Slight but unnerving, Savages was
based upon a novel by Robb White, and it tells the threadbare story of a hunter
who accidentally kills an innocent man, then tries to frame his guide for the
crime. Since the story lacks the element of mystery—viewers never doubt whether
Griffith’s character was responsible—the vibe is more pressure cooker than
whodunit, so the material might have worked better as, say, a one-hour episode
of Night Gallery. Even though Savages runs just 74 minutes, it feels
padded, especially during the long, long sequences of the guide struggling to
survive in the desert while the hunter plays cat-and-mouse games. Extending the
story to full telefilm length also exposes some iffy narrative mechanics to
scrutiny. The trick for telling stories about villains toying with victims
involves providing a persuasive explanation for why the villain doesn’t simply
kill his or her adversary, and Savages
never does that. As a result, Savages
is merely disposable escapism.
Griffith plays Horton Madec, a big-city lawyer
with a bum leg.
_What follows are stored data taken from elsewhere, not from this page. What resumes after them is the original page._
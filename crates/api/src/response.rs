//! Shared response envelope types for API handlers.
//!
//! Every JSON response except `/health` and errors uses a `{ "data": ... }`
//! envelope.

use serde::Serialize;

/// Standard `{ "data": T }` response envelope.
///
/// ```ignore
/// Ok(Json(DataResponse { data: job_ids }))
/// ```
#[derive(Debug, Serialize)]
pub struct DataResponse<T: Serialize> {
    pub data: T,
}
After using is influence to get a license for killing a
big-horn sheep, he travels to the California desert only to find that the guide
he originally hired is unavailable. Lucky for Horton, Ben Campbell (Sam
Bottoms) has time on his hands. A young animal enthusiast who strikes locals as
eccentric because of his fixation on vultures and other desert critters, he
knows the land but doesn’t groove on killing protected animals, no matter the
circumstances. Yet Horton twists his arm with cash, so off they go. The minute
Horton spots a ram on a hilltop, he gets carried away and fires blindly,
hitting and killing an old hermit. When Ben refuses to help cover up the death,
Horton forces Ben to flee at gunpoint, the idea being that Ben will die of
exposure before reaching civilization, allowing Horton to spin a yarn about Ben
committing the murder and going crazy afterward. As directed by the experienced
Lee H. Katzin, Savages is workmanlike
at best, with some sequences suffering for lack of narrative excitement and
visual creativity. However, the picture starts well and ends well, its third
act effectively complicating the storyline. Better still, Bottoms complements Griffith’s
restrained villainy with sweet vulnerability, so watching Savages conjures images of Sheriff Andy Taylor torturing Opie.
Sometimes, casting against type works wonders.